Voltage’s proceedings are unlikely to save court resources for two reasons. First, because Voltage’s reverse class proceedings targets internet subscribers, who may not be the alleged infringers, the proceedings may be entirely fruitless. Any internet subscribers who receive a notice of the proposed class can simply opt out of the proceedings, as they are entitled to do under Canadian law. Second, Voltage’s claim against each internet subscriber is heavily based on determinations of fact, such as the subscriber’s extent of control over individual internet users, the scope of authorization of the internet user’s activity, the subscriber’s knowledge of the infringing activity, and the subscriber’s actions to stop the infringing activity. Salna’s unique circumstances exemplify this complexity. As an internet subscriber providing Wifi services to tenants, there are an innumerable and myriad factual scenarios in which an individual user could have his subscription. Some, including malicious users and legitimate VPN users, may be unknown to Salna himself. Section 27(2.4) of Canada’s Copyright Act provides a non-exhaustive list of fact-based criteria that courts must weigh to determine whether the provision of a service amounts to authorizing copyright infringement. Applying these criteria to each defendant would require a separate trial, and repetitive fact-finding inquiries, in each case. Since such a proceeding would be unmanageable and would lose the main benefit of class proceedings: judicial economy.

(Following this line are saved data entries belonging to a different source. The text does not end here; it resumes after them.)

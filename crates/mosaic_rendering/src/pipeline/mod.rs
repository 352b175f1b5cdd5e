//! Frame scheduling.
//!
//! ```text
//! schedule_frame ──► RenderQueue (critical | high | normal | low)
//!                          │
//!           tick ──► drain ├─ has_budget(estimate)? ──► render layers
//!                          │                              │
//!                          └─ FrameBudgetManager ◄── report_phase
//! ```

mod budget;
mod queue;
mod request;
mod scheduler;

pub use budget::{BudgetReport, FrameBudgetManager};
pub use queue::{PushOutcome, RenderQueue};
pub use request::{FrameMetadata, FrameRequest, Priority};
pub use scheduler::{DrainReport, RenderScheduler, ScheduleOutcome, SchedulerStats};
//! Pointer routing.
//!
//! Turns device-pixel pointer events into grid and workspace positions,
//! layer messages, dirty cells and frame requests. A point the coordinate
//! system rejects is discarded, the session continues.

use mosaic_rendering::{FrameMetadata, Priority, RenderCoordinator};
use mosaic_shared::{
    CanvasPoint, GridPoint, LayerMessage, LayerSet, MessageKind, MessageOrigin, MessagePayload,
    Rect, RenderLayerType, ScreenPoint, WorkspacePoint,
};

/// Pointer phase.
#[derive(Clone, Copy, Debug, PartialEq, Eq)]
pub enum PointerPhase {
    /// Button pressed
    Down,
    /// Pointer moved
    Move,
    /// Button released
    Up,
}

/// A pointer event in device pixels.
#[derive(Clone, Copy, Debug, PartialEq)]
pub struct PointerEvent {
    /// Phase
    pub phase: PointerPhase,
    /// Position in device pixels
    pub position: ScreenPoint,
}

impl PointerEvent {
    /// Button pressed at `(x, y)`.
    #[must_use]
    pub const fn down(x: f64, y: f64) -> Self {
        Self {
            phase: PointerPhase::Down,
            position: ScreenPoint::new(x, y),
        }
    }

    /// Pointer moved to `(x, y)`.
    #[must_use]
    pub const fn moved(x: f64, y: f64) -> Self {
        Self {
            phase: PointerPhase::Move,
            position: ScreenPoint::new(x, y),
        }
    }

    /// Button released at `(x, y)`.
    #[must_use]
    pub const fn up(x: f64, y: f64) -> Self {
        Self {
            phase: PointerPhase::Up,
            position: ScreenPoint::new(x, y),
        }
    }
}

/// Where an accepted event landed.
#[derive(Clone, Copy, Debug, PartialEq)]
pub struct RoutedInput {
    /// Phase
    pub phase: PointerPhase,
    /// Canvas position
    pub canvas: CanvasPoint,
    /// Cell under the pointer (clamped into the grid)
    pub grid: GridPoint,
    /// Workspace position
    pub workspace: WorkspacePoint,
    /// The pointer is over the canvas, not the letterbox
    pub on_canvas: bool,
}

#[derive(Clone, Copy, Debug)]
struct Drag {
    cell: GridPoint,
}

/// Pointer state machine for one pointer.
#[derive(Debug, Default)]
pub struct InputRouter {
    drag: Option<Drag>,
    discarded: u64,
    snaps: u64,
}

impl InputRouter {
    /// Idle router.
    #[must_use]
    pub fn new() -> Self {
        Self::default()
    }

    /// Routes one event. Returns `None` if the event was discarded.
    pub fn route(
        &mut self,
        coordinator: &mut RenderCoordinator,
        event: PointerEvent,
    ) -> Option<RoutedInput> {
        let routed = match Self::locate(coordinator, event) {
            Ok(routed) => routed,
            Err(err) => {
                self.discarded += 1;
                tracing::debug!(phase = ?event.phase, %err, "pointer event discarded");
                return None;
            }
        };

        match event.phase {
            PointerPhase::Down => self.press(coordinator, &routed),
            PointerPhase::Move => self.drag_to(coordinator, &routed),
            PointerPhase::Up => self.release(coordinator, &routed),
        }
        Some(routed)
    }

    /// A drag is in progress.
    #[must_use]
    pub fn is_dragging(&self) -> bool {
        self.drag.is_some()
    }

    /// Events rejected by the coordinate system.
    #[must_use]
    pub fn discarded(&self) -> u64 {
        self.discarded
    }

    /// Drops that landed on a cell.
    #[must_use]
    pub fn snaps(&self) -> u64 {
        self.snaps
    }

    fn locate(
        coordinator: &RenderCoordinator,
        event: PointerEvent,
    ) -> mosaic_rendering::DomainResult<RoutedInput> {
        let coords = coordinator.coordinates();
        let canvas = coords.screen_to_canvas(event.position)?;
        Ok(RoutedInput {
            phase: event.phase,
            canvas,
            grid: coords.canvas_to_grid(canvas)?,
            workspace: coords.canvas_to_workspace(canvas)?,
            on_canvas: coords.is_valid_canvas_point(canvas),
        })
    }

    fn press(&mut self, coordinator: &mut RenderCoordinator, at: &RoutedInput) {
        if !at.on_canvas {
            return;
        }
        self.drag = Some(Drag { cell: at.grid });
        let cell = coordinator.coordinates().cell_rect(at.grid);
        send(
            coordinator,
            RenderLayerType::Dynamic,
            MessageKind::PieceDragStart,
            MessagePayload::Grid(at.grid),
        );
        invalidate(coordinator, cell, LayerSet::single(RenderLayerType::Dynamic), Priority::High);
    }

    fn drag_to(&mut self, coordinator: &mut RenderCoordinator, at: &RoutedInput) {
        let Some(drag) = self.drag.as_mut() else {
            return;
        };
        let coords = coordinator.coordinates();
        let region = coords.cell_rect(drag.cell).union(&coords.cell_rect(at.grid));
        drag.cell = at.grid;
        send(
            coordinator,
            RenderLayerType::Dynamic,
            MessageKind::PieceDragMove,
            MessagePayload::Workspace(at.workspace),
        );
        invalidate(coordinator, region, LayerSet::single(RenderLayerType::Dynamic), Priority::High);
    }

    fn release(&mut self, coordinator: &mut RenderCoordinator, at: &RoutedInput) {
        let Some(drag) = self.drag.take() else {
            return;
        };
        let coords = coordinator.coordinates();
        let region = coords.cell_rect(drag.cell).union(&coords.cell_rect(at.grid));
        send(
            coordinator,
            RenderLayerType::Dynamic,
            MessageKind::PieceDrop,
            MessagePayload::Grid(at.grid),
        );

        if !at.on_canvas {
            let dynamic = LayerSet::single(RenderLayerType::Dynamic);
            invalidate(coordinator, region, dynamic, Priority::High);
            return;
        }

        self.snaps += 1;
        let center = coordinator.coordinates().grid_to_canvas(at.grid);
        coordinator.send_message(LayerMessage::broadcast(
            MessageKind::PieceSnapped,
            MessageOrigin::Host,
            MessagePayload::Grid(at.grid),
        ));
        send(
            coordinator,
            RenderLayerType::Effects,
            MessageKind::SpawnEffect,
            MessagePayload::Canvas(center),
        );
        // Snap feedback must land this frame; the board can wait.
        invalidate(
            coordinator,
            region,
            LayerSet::of(&[RenderLayerType::Dynamic, RenderLayerType::Effects]),
            Priority::Critical,
        );
        invalidate(coordinator, region, LayerSet::single(RenderLayerType::Static), Priority::Low);
    }
}

/// Directed message, skipped when the recipient is not registered.
fn send(
    coordinator: &mut RenderCoordinator,
    to: RenderLayerType,
    kind: MessageKind,
    payload: MessagePayload,
) {
    if coordinator.is_registered(to) {
        coordinator.send_message(LayerMessage::directed(kind, MessageOrigin::Host, to, payload));
    }
}

/// Marks `region` dirty and requests a frame for the registered part of
/// `layers`.
fn invalidate(
    coordinator: &mut RenderCoordinator,
    region: Rect,
    layers: LayerSet,
    priority: Priority,
) {
    let layers = layers.intersection(coordinator.registered_layers());
    if layers.is_empty() {
        return;
    }
    coordinator.mark_dirty(region);
    let metadata = FrameMetadata::from_source("pointer").with_region(region);
    coordinator.schedule_frame_with(layers, priority, metadata);
}

#[cfg(test)]
mod tests {
    use mosaic_rendering::{CoordinateSystemConfig, Layer, RenderContext};
    use mosaic_shared::{QualityLevel, Size};

    use super::*;

    #[derive(Default)]
    struct Inbox {
        kinds: Vec<MessageKind>,
        dirty: bool,
    }

    impl Layer for Inbox {
        fn render(&mut self, _ctx: &RenderContext<'_>) {
            self.dirty = false;
        }

        fn handle_message(&mut self, message: &LayerMessage) {
            self.kinds.push(message.kind);
        }

        fn update_quality(&mut self, _level: QualityLevel) {}

        fn needs_update(&self) -> bool {
            self.dirty
        }

        fn mark_needs_update(&mut self) {
            self.dirty = true;
        }
    }

    fn coordinator() -> RenderCoordinator {
        let config =
            CoordinateSystemConfig::new(Size::new(800.0, 600.0), Size::new(400.0, 300.0), 10, 8)
                .unwrap();
        RenderCoordinator::builder(config)
            .layer(RenderLayerType::Dynamic, Inbox::default())
            .build()
            .unwrap()
    }

    #[test]
    fn test_press_outside_canvas_does_nothing() {
        let mut coordinator = coordinator();
        let mut router = InputRouter::new();
        // The canvas fills the 800x600 screen at scale 2: no letterbox, so
        // press past the left edge.
        let routed = router
            .route(&mut coordinator, PointerEvent::down(-10.0, 50.0))
            .unwrap();
        assert!(!routed.on_canvas);
        assert_eq!(routed.grid, GridPoint::new(0, 0));
        assert!(!router.is_dragging());
        assert_eq!(coordinator.performance_snapshot().pending_requests, 0);
    }

    #[test]
    fn test_non_finite_event_is_discarded() {
        let mut coordinator = coordinator();
        let mut router = InputRouter::new();
        assert!(router
            .route(&mut coordinator, PointerEvent::down(f64::NAN, 1.0))
            .is_none());
        assert_eq!(router.discarded(), 1);
    }

    #[test]
    fn test_drag_coalesces_into_one_request() {
        let mut coordinator = coordinator();
        let mut router = InputRouter::new();
        router.route(&mut coordinator, PointerEvent::down(200.0, 150.0));
        for i in 0..10 {
            let x = 200.0 + f64::from(i) * 8.0;
            router.route(&mut coordinator, PointerEvent::moved(x, 150.0));
        }
        assert!(router.is_dragging());
        assert_eq!(coordinator.performance_snapshot().pending_requests, 1);
        assert_eq!(coordinator.scheduler_stats().coalesced, 10);
    }

    #[test]
    fn test_drop_without_effects_layer_skips_effects() {
        let mut coordinator = coordinator();
        let mut router = InputRouter::new();
        router.route(&mut coordinator, PointerEvent::down(200.0, 150.0));
        let routed = router
            .route(&mut coordinator, PointerEvent::up(420.0, 310.0))
            .unwrap();
        // (420, 310) device px -> canvas (210, 155) -> cell (5, 4).
        assert_eq!(routed.grid, GridPoint::new(5, 4));
        assert_eq!(router.snaps(), 1);
        assert!(!router.is_dragging());
    }
}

As CIPPIC and Salna argue in their written submissions, it is unlikely that the costs of the proceeding would be distributed among the defendants because there is no incentive for any of the defendants to share the costs. Salna and his two tenants, the representative defendants, are the only parties who will be involved in the defence until the end of the litigation. Whatever the outcome of the litigation, the other defendants are unlikely, even if they find out about the litigation, to want to pay for it. Voltage has not proposed any mechanism by which the representative defendants’ costs may be distributed as is typically the practice in class proceedings in Canada.
Voltage seeks to set up a small-claims style litigation system that will “award” the alleged copyright infringers with a “speeding ticket.” Not only is this unlikely to act as a deterred to online copyright infringement, the Canadian Parliament had already rejected such a system in favour of a less rights-invasive “Notice-and-Notice regime.” In 2012, Canada formalized the Notice-and-Notice system in its Copyright Act, effectively rejecting New Zealand’s approach of setting up a Tribunal to award “speeding tickets” to online copyright infringers.

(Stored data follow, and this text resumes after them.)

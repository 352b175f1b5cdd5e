//! # Canvas Session Simulation
//!
//! Headless puzzle session on a simulated clock:
//!
//! Drag each piece from the tray to its cell → snap → particle burst →
//! board cell fills. Bursts overlap, the frame budget breaks, quality steps
//! down, and the session recovers.
//!
//! Usage: `canvas_sim [render.toml]`

use std::time::Duration;

use mosaic::{
    BoardLayer, CanvasLoop, CostModel, EffectsLayer, InputRouter, PiecesLayer, PointerEvent,
    SimulatedWork, TickPacer,
};
use mosaic_rendering::{
    Clock, ConfigResult, CoordinateSystemConfig, DebugOverlay, ManualClock, RenderConfig,
    RenderCoordinator,
};
use mosaic_shared::{GridPoint, RenderLayerType, Size};

const GRID_COLS: u32 = 8;
const GRID_ROWS: u32 = 6;
const SESSION: Duration = Duration::from_secs(30);
/// Loop iterations spent on one piece: press, 8 moves, release, 2 idle.
const TICKS_PER_PIECE: u64 = 12;
const DRAG_STEPS: u64 = 8;

fn main() -> ConfigResult<()> {
    let config = match std::env::args().nth(1) {
        Some(path) => RenderConfig::from_toml_file(path)?,
        None => RenderConfig::default(),
    };

    let clock = ManualClock::new();
    let coords = CoordinateSystemConfig::new(
        Size::new(1280.0, 800.0),
        Size::new(960.0, 720.0),
        GRID_COLS,
        GRID_ROWS,
    )?
    .with_device_pixel_ratio(2.0)?;

    let us = Duration::from_micros;
    let pieces = GRID_COLS * GRID_ROWS;
    let coordinator = RenderCoordinator::builder(coords)
        .config(config)
        .clock(clock.clone())
        .layer(
            RenderLayerType::Static,
            BoardLayer::new(
                SimulatedWork::new(clock.clone(), CostModel::new(us(200), us(20))),
                GRID_COLS,
                GRID_ROWS,
            ),
        )
        .layer(
            RenderLayerType::Dynamic,
            PiecesLayer::new(
                SimulatedWork::new(clock.clone(), CostModel::new(us(300), us(60))),
                pieces,
            ),
        )
        .layer(
            RenderLayerType::Effects,
            EffectsLayer::new(SimulatedWork::new(
                clock.clone(),
                CostModel::new(us(100), us(25)),
            )),
        )
        .build()?;

    let mut canvas = CanvasLoop::new(coordinator, clock.clone(), TickPacer::from_fps(60));
    let mut router = InputRouter::new();
    let mut zoomed = false;

    println!("╔══════════════════════════════════════════════════════════════════╗");
    println!("║                  MOSAIC CANVAS SIMULATION                        ║");
    println!("╚══════════════════════════════════════════════════════════════════╝");
    println!(
        "  {GRID_COLS}x{GRID_ROWS} grid, {pieces} pieces, {:.0}s simulated",
        SESSION.as_secs_f64()
    );
    println!();

    let mut step: u64 = 0;
    while clock.now() < SESSION {
        let piece = step / TICKS_PER_PIECE;
        if piece < u64::from(pieces) {
            if let Some(event) = scripted_event(canvas.coordinator(), piece, step % TICKS_PER_PIECE)
            {
                router.route(canvas.coordinator_mut(), event);
            }
        } else if !zoomed {
            // Puzzle done: zoom in on the finished board.
            zoomed = true;
            let closer = canvas.coordinator().coordinates().config().with_zoom(1.25)?;
            canvas.coordinator_mut().set_coordinate_config(closer);
        }

        canvas.pump();
        clock.advance(canvas.until_next());
        step += 1;
    }

    let snapshot = canvas.coordinator().performance_snapshot();
    canvas.shutdown();

    canvas.stats().print_summary();
    println!();
    println!("┌─ INPUT ────────────────────────────────────────────────────────┐");
    println!("│ Pieces Snapped:     {}", router.snaps());
    println!("│ Events Discarded:   {}", router.discarded());
    println!("│ Ticks Skipped:      {}", canvas.pacer().skipped());
    println!("└──────────────────────────────────────────────────────────────────┘");
    println!();
    println!("┌─ OVERLAY ──────────────────────────────────────────────────────┐");
    for line in DebugOverlay::new(true).lines(&snapshot) {
        println!("│ {line}");
    }
    println!("└──────────────────────────────────────────────────────────────────┘");

    Ok(())
}

/// Pointer event for `offset` within piece `piece`'s slot, in device pixels.
fn scripted_event(coordinator: &RenderCoordinator, piece: u64, offset: u64) -> Option<PointerEvent> {
    let coords = coordinator.coordinates();
    let cols = u64::from(GRID_COLS);
    let to_i32 = |v: u64| i32::try_from(v).unwrap_or(i32::MAX);

    // Tray: pieces are picked up along the bottom row.
    let tray = GridPoint::new(to_i32((piece * 3) % cols), to_i32(u64::from(GRID_ROWS) - 1));
    let from = coords.grid_to_screen(tray);
    let to = coords.grid_to_screen(GridPoint::new(to_i32(piece % cols), to_i32(piece / cols)));

    #[allow(clippy::cast_precision_loss)]
    let lerp = |t: u64| {
        let t = t as f64 / DRAG_STEPS as f64;
        (from.x + (to.x - from.x) * t, from.y + (to.y - from.y) * t)
    };

    match offset {
        0 => Some(PointerEvent::down(from.x, from.y)),
        1..=DRAG_STEPS => {
            let (x, y) = lerp(offset);
            Some(PointerEvent::moved(x, y))
        }
        o if o == DRAG_STEPS + 1 => Some(PointerEvent::up(to.x, to.y)),
        _ => None,
    }
}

In Canada, reverse class actions have been used very rarely. In the three reported reverse class actions, courts have certified defendant classes which consisted of a limited number of identified persons. The plaintiffs had a claim against each defendant. The determination of the plaintiff’s claim depended on factual and legal issues that were common to all defendants. There would have been no need for separate trials. Voltage’s proposed class proceeding does not appear to have any of these features.
Conclusion
Certifying this reverse class action would open the doors to a world of unfair, unmanageable, inefficient, and abusive reverse class proceedings. The US, UK, Australia, and Singapore have all refused reverse class certification. Similarly, the Federal Court of Canada ought to deny class certification and stop Voltage from trolling Canadian Courts.